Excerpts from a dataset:
%%

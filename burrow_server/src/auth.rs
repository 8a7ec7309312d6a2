//! API key validation for the control plane

use std::collections::hash_map::DefaultHasher;
use std::hash::{Hash, Hasher};
use subtle::ConstantTimeEq;

/// Validates client credentials presented in `Auth` frames.
///
/// With a master key configured, keys are compared in constant time.
/// Without one (but auth still required), any non-empty key is accepted -
/// the documented self-hosted mode where the key only names the account.
pub struct Authenticator {
    master_key: Option<String>,
}

impl Authenticator {
    pub fn new(master_key: Option<String>) -> Self {
        Self { master_key }
    }

    pub fn validate(&self, api_key: &str) -> bool {
        match &self.master_key {
            Some(master) => constant_time_eq(master.as_bytes(), api_key.as_bytes()),
            None => !api_key.is_empty(),
        }
    }

    pub fn account_id_for(&self, api_key: &str) -> String {
        if self.master_key.is_some() {
            "master".to_string()
        } else {
            // Stable opaque label; never echo key material back
            let mut hasher = DefaultHasher::new();
            api_key.hash(&mut hasher);
            format!("acct-{:016x}", hasher.finish())
        }
    }
}

/// Length check first, then a constant-time byte compare.
pub fn constant_time_eq(a: &[u8], b: &[u8]) -> bool {
    if a.len() != b.len() {
        return false;
    }
    a.ct_eq(b).unwrap_u8() == 1
}

#[cfg(test)]
mod tests {
    use super::*;

    #[test]
    fn test_master_key_exact_match() {
        let auth = Authenticator::new(Some("s3cret".to_string()));
        assert!(auth.validate("s3cret"));
        assert!(!auth.validate("s3cret "));
        assert!(!auth.validate("S3CRET"));
        assert!(!auth.validate(""));
        assert_eq!(auth.account_id_for("s3cret"), "master");
    }

    #[test]
    fn test_open_mode_accepts_any_nonempty_key() {
        let auth = Authenticator::new(None);
        assert!(auth.validate("anything"));
        assert!(!auth.validate(""));

        let a = auth.account_id_for("key-one");
        let b = auth.account_id_for("key-two");
        assert_ne!(a, b);
        assert_eq!(a, auth.account_id_for("key-one"));
        assert!(!a.contains("key-one"));
    }

    #[test]
    fn test_constant_time_eq_handles_length_mismatch() {
        assert!(constant_time_eq(b"abc", b"abc"));
        assert!(!constant_time_eq(b"abc", b"abcd"));
        assert!(!constant_time_eq(b"abc", b"abd"));
    }
}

%%

→ PROBLEM DETAILS
Transcribe each entry verbatim, leaving none out.

→ PROBLEM SOLUTION
filename burrow_server/src/auth.rs
repository 8a7ec7309312d6a2
//! API key validation for the control plane

use std::collections::hash_map::DefaultHasher;
use std::hash::{Hash, Hasher};
use subtle::ConstantTimeEq;

/// Validates client credentials presented in `Auth` frames.
///
/// With a master key configured, keys are compared in constant time.
/// Without one (but auth still required), any non-empty key is accepted -
/// the documented self-hosted mode where the key only names the account.
pub struct Authenticator {
    master_key: Option<String>,
}

impl Authenticator {
    pub fn new(master_key: Option<String>) -> Self {
        Self { master_key }
    }

    pub fn validate(&self, api_key: &str) -> bool {
        match &self.master_key {
            Some(master) => constant_time_eq(master.as_bytes(), api_key.as_bytes()),
            None => !api_key.is_empty(),
        }
    }

    pub fn account_id_for(&self, api_key: &str) -> String {
        if self.master_key.is_some() {
            "master".to_string()
        } else {
            // Stable opaque label; never echo key material back
            let mut hasher = DefaultHasher::new();
            api_key.hash(&mut hasher);
            format!("acct-{:016x}", hasher.finish())
        }
    }
}

/// Length check first, then a constant-time byte compare.
pub fn constant_time_eq(a: &[u8], b: &[u8]) -> bool {
    if a.len() != b.len() {
        return false;
    }
    a.ct_eq(b).unwrap_u8() == 1
}

#[cfg(test)]
mod tests {
    use super::*;

    #[test]
    fn test_master_key_exact_match() {
        let auth = Authenticator::new(Some("s3cret".to_string()));
        assert!(auth.validate("s3cret"));
        assert!(!auth.validate("s3cret "));
        assert!(!auth.validate("S3CRET"));
        assert!(!auth.validate(""));
        assert_eq!(auth.account_id_for("s3cret"), "master");
    }

    #[test]
    fn test_open_mode_accepts_any_nonempty_key() {
        let auth = Authenticator::new(None);
        assert!(auth.validate("anything"));
        assert!(!auth.validate(""));

        let a = auth.account_id_for("key-one");
        let b = auth.account_id_for("key-two");
        assert_ne!(a, b);
        assert_eq!(a, auth.account_id_for("key-one"));
        assert!(!a.contains("key-one"));
    }

    #[test]
    fn test_constant_time_eq_handles_length_mismatch() {
        assert!(constant_time_eq(b"abc", b"abc"));
        assert!(!constant_time_eq(b"abc", b"abcd"));
        assert!(!constant_time_eq(b"abc", b"abd"));
    }
}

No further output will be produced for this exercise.